Why screen for lung cancer?

Lung cancer (both small cell and non-small cell) is the second most common cancer in both men and women in the United States (not including skin cancer). Fortunately, detecting lung cancer early through screenings can help improve outcomes and quality of life. In fact, the number of new lung cancer cases continues to decrease, partly because more people are quitting smoking (or not starting) and advances in early detection and treatment.

What is lung cancer screening?

Lung cancer screening is a medical test that is used to detect lung cancer in individuals who do not show any symptoms of the disease. Screening is not meant to prevent lung cancer, but to look for it early on and help improve treatment options and increase survival rates.

Screening guidelines

The American Cancer Society recommends that people who are at high-risk for lung cancer, such as current or former smokers, undergo yearly lung cancer screening with a low-dose CT scan. 

High-risk individuals are those who are:

  • Between the ages of 55 and 80 and
  • Have a smoking history of at least 30 pack-years (a pack-year is defined as smoking one pack of cigarettes per day for one year) and
  • Currently smoke or have quit within the past 15 years.

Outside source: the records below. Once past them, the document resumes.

//! UDP associate path
//!
//! A datagram socket paired with a TCP control channel. The control
//! channel is a [`ClientNegotiator`] sending `UDP ASSOCIATE`; its reply
//! names the proxy's UDP relay address, which the datagram transport then
//! connects to. Every datagram carries a [`UdpRequestHeader`].
//!
//! The association lives exactly as long as the control channel: when it
//! closes or fails, so does the datagram side.

use crate::error::FailureReason;
use crate::socks::client::ClientNegotiator;
use crate::socks::handshake::DriverSignal;
use crate::socks::message::UdpRequestHeader;
use crate::socks::transport::{DatagramTransport, SocketId, StreamTransport, TransportEvent};
use crate::socks::types::SocksCommand;
use bytes::{Bytes, BytesMut};
use std::io;
use std::net::SocketAddr;
use tracing::{debug, trace, warn};

/// Largest datagram accepted from the relay
pub const MAX_DATAGRAM_SIZE: usize = 65_535;

/// What the owner of a [`UdpAssociation`] learns from an event
#[derive(Debug, Clone, Copy, PartialEq, Eq)]
pub enum UdpSignal {
    /// Nothing to report
    Pending,
    /// The association is usable; datagrams go to this relay address
    Associated(SocketAddr),
    /// The association failed and both transports were closed
    Failed(FailureReason),
}

/// Association lifecycle
#[derive(Debug, Clone, Copy, PartialEq, Eq)]
pub enum UdpState {
    /// `connect` not called yet
    Idle,
    /// Control handshake in progress
    Negotiating,
    /// Datagrams may flow
    Associated,
    /// Closed after a failure
    Failed,
}

/// A UDP socket relayed through a SOCKS5 proxy
#[derive(Debug)]
pub struct UdpAssociation<T, D> {
    control: ClientNegotiator<T>,
    datagram: D,
    state: UdpState,
    datagram_connected: bool,
    relay: Option<SocketAddr>,
    last_remote: Option<SocketAddr>,
}

impl<T: StreamTransport, D: DatagramTransport> UdpAssociation<T, D> {
    /// Pair a control transport with a bound datagram transport
    pub fn new(control: T, datagram: D) -> Self {
        UdpAssociation {
            control: ClientNegotiator::with_command(control, SocksCommand::UdpAssociate),
            datagram,
            state: UdpState::Idle,
            datagram_connected: false,
            relay: None,
            last_remote: None,
        }
    }

    /// Start associating through the proxy at `proxy`.
    ///
    /// `target` is sent in the request and becomes the default destination
    /// of [`UdpAssociation::send`].
    pub fn connect(&mut self, proxy: SocketAddr, target: SocketAddr) -> io::Result<()> {
        self.control.connect(proxy, target)?;
        self.state = UdpState::Negotiating;
        self.last_remote = Some(target);
        Ok(())
    }

    /// Handle an event of the control transport
    pub fn handle_control_event(&mut self, event: TransportEvent) -> UdpSignal {
        if self.state == UdpState::Failed {
            return UdpSignal::Failed(FailureReason::ClosedByPeer);
        }

        match self.control.handle_event(event) {
            DriverSignal::Pending => UdpSignal::Pending,
            DriverSignal::Connected => self.on_control_connected(),
            DriverSignal::ConnectFailed(reason) => self.fail(reason),
            DriverSignal::Forward(event) => self.on_control_event_after_handshake(event),
        }
    }

    fn on_control_connected(&mut self) -> UdpSignal {
        let bound = match self.control.bound_addr() {
            Some(bound) => bound,
            None => return self.fail(FailureReason::ProtocolError),
        };
        // A wildcard reply means "same host as the control connection"
        let relay = match self.control.proxy() {
            Some(proxy) if bound.ip().is_unspecified() => SocketAddr::new(proxy.ip(), bound.port()),
            _ => bound,
        };

        if let Err(e) = self.datagram.connect(relay) {
            warn!("{}: cannot connect datagram socket to relay {}: {}", self.id(), relay, e);
            return self.fail(FailureReason::from(&e));
        }
        self.datagram.set_read_interest(true);
        // The control channel is only watched for closure from here on
        self.control.transport_mut().set_read_interest(true);

        self.datagram_connected = true;
        self.relay = Some(relay);
        self.state = UdpState::Associated;
        debug!("{}: UDP association through relay {}", self.id(), relay);
        UdpSignal::Associated(relay)
    }

    fn on_control_event_after_handshake(&mut self, event: TransportEvent) -> UdpSignal {
        match event {
            TransportEvent::Readable => {
                let mut scratch = BytesMut::new();
                match self.control.transport_mut().read(&mut scratch, 512) {
                    Ok(0) => self.fail(FailureReason::ClosedByPeer),
                    Ok(n) => {
                        trace!("{}: discarding {} bytes on control channel", self.id(), n);
                        UdpSignal::Pending
                    }
                    Err(e) if e.kind() == io::ErrorKind::WouldBlock => UdpSignal::Pending,
                    Err(e) => self.fail(FailureReason::from(&e)),
                }
            }
            TransportEvent::Closed(reason) | TransportEvent::ConnectFailed(reason) => {
                self.fail(reason)
            }
            TransportEvent::Connected | TransportEvent::Writable => UdpSignal::Pending,
        }
    }

    fn fail(&mut self, reason: FailureReason) -> UdpSignal {
        if self.state != UdpState::Failed {
            debug!("{}: UDP association failed: {}", self.id(), reason);
            self.state = UdpState::Failed;
            self.datagram_connected = false;
            self.control.transport_mut().close();
            self.datagram.close();
        }
        UdpSignal::Failed(reason)
    }

    /// Send `payload` to the last-seen remote address
    pub fn send(&mut self, payload: &[u8]) -> io::Result<usize> {
        let destination = self
            .last_remote
            .ok_or_else(|| io::Error::new(io::ErrorKind::InvalidInput, "no destination"))?;
        self.send_to(payload, destination)
    }

    /// Send `payload` to `destination` through the relay.
    ///
    /// Returns the payload length; nothing is sent unless the association
    /// is up and `destination` is a usable address.
    pub fn send_to(&mut self, payload: &[u8], destination: SocketAddr) -> io::Result<usize> {
        if !self.is_associated() {
            return Err(io::Error::new(
                io::ErrorKind::NotConnected,
                "UDP association not established",
            ));
        }
        if destination.ip().is_unspecified() || destination.port() == 0 {
            return Err(io::Error::new(
                io::ErrorKind::InvalidInput,
                format!("unusable destination {}", destination),
            ));
        }

        let datagram = UdpRequestHeader::new(destination).encapsulate(payload);
        self.datagram.send(&datagram)?;
        Ok(payload.len())
    }

    /// Receive one datagram from the relay.
    ///
    /// `Ok(None)` means a datagram arrived but was discarded (bad header or
    /// a fragment). `WouldBlock` means nothing is waiting.
    pub fn recv(&mut self) -> io::Result<Option<(SocketAddr, Bytes)>> {
        if !self.is_associated() {
            return Err(io::Error::new(
                io::ErrorKind::NotConnected,
                "UDP association not established",
            ));
        }

        let mut buf = vec![0u8; MAX_DATAGRAM_SIZE];
        let n = self.datagram.recv(&mut buf)?;
        match UdpRequestHeader::strip(&buf[..n]) {
            Ok((header, _)) if header.is_fragmented() => {
                debug!("{}: dropping fragment {} from relay", self.id(), header.fragment);
                Ok(None)
            }
            Ok((header, payload)) => {
                self.last_remote = Some(header.address);
                Ok(Some((header.address, Bytes::copy_from_slice(payload))))
            }
            Err(e) => {
                debug!("{}: dropping datagram with bad header: {}", self.id(), e);
                Ok(None)
            }
        }
    }

    /// Identifier of the control transport
    pub fn id(&self) -> SocketId {
        self.control.id()
    }

    /// Identifier of the datagram transport
    pub fn datagram_id(&self) -> SocketId {
        self.datagram.id()
    }

    /// Association lifecycle state
    pub fn state(&self) -> UdpState {
        self.state
    }

    /// Whether both the handshake and the datagram transport are connected
    pub fn is_associated(&self) -> bool {
        self.state == UdpState::Associated && self.datagram_connected && self.control.is_connected()
    }

    /// The proxy's UDP relay address
    pub fn relay_addr(&self) -> Option<SocketAddr> {
        self.relay
    }

    /// Source of the most recent datagram, or the `connect` target
    pub fn last_remote(&self) -> Option<SocketAddr> {
        self.last_remote
    }

    /// Borrow the datagram transport
    pub fn datagram(&self) -> &D {
        &self.datagram
    }

    /// Mutably borrow the datagram transport
    pub fn datagram_mut(&mut self) -> &mut D {
        &mut self.datagram
    }

    /// Borrow the control negotiator
    pub fn control(&self) -> &ClientNegotiator<T> {
        &self.control
    }

    /// Close both transports
    pub fn close(&mut self) {
        self.state = UdpState::Failed;
        self.datagram_connected = false;
        self.control.transport_mut().close();
        self.datagram.close();
    }
}
//! Tokio runtime adapter
//!
//! Supplies the transports the sans-IO engine in [`crate::socks`] expects,
//! a [`Reactor`] translating tokio readiness into transport events, and
//! the server and client front ends built on top of them.

mod client;
mod reactor;
mod relay;
mod server;
mod tcp;
mod udp;

pub use client::{connect_via_proxy, connect_via_proxy_timeout, connect_via_proxy_with};
pub use reactor::Reactor;
pub use relay::{relay_tcp, RelayTotals};
pub use server::Socks5Server;
pub use tcp::{SocketOpts, TokioTransport};
pub use udp::{Socks5Datagram, TokioDatagram};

It is important to discuss the risks and benefits of lung cancer screening with your healthcare provider to determine whether it is appropriate for you.

Types of screening

The primary type of lung cancer screening is a low-dose CT (LDCT) scan. LDCT scans are currently the most effective and commonly used method for lung cancer screening. They can help find abnormal areas in the lungs that may be cancer. Research has shown that unlike chest x-rays, yearly LDCT scans to screen people who are at a higher risk of lung cancer can save lives. 


Your health care provider will discuss your results after your screening test. If your scan shows any abnormalities, you may be requested to do additional tests, such as a PET scan or a biopsy. 

Should you be diagnosed with lung cancer, talk to your care team about your treatment options. Treatment will vary depending upon your type, location, stage and biologic makeup of the cancer.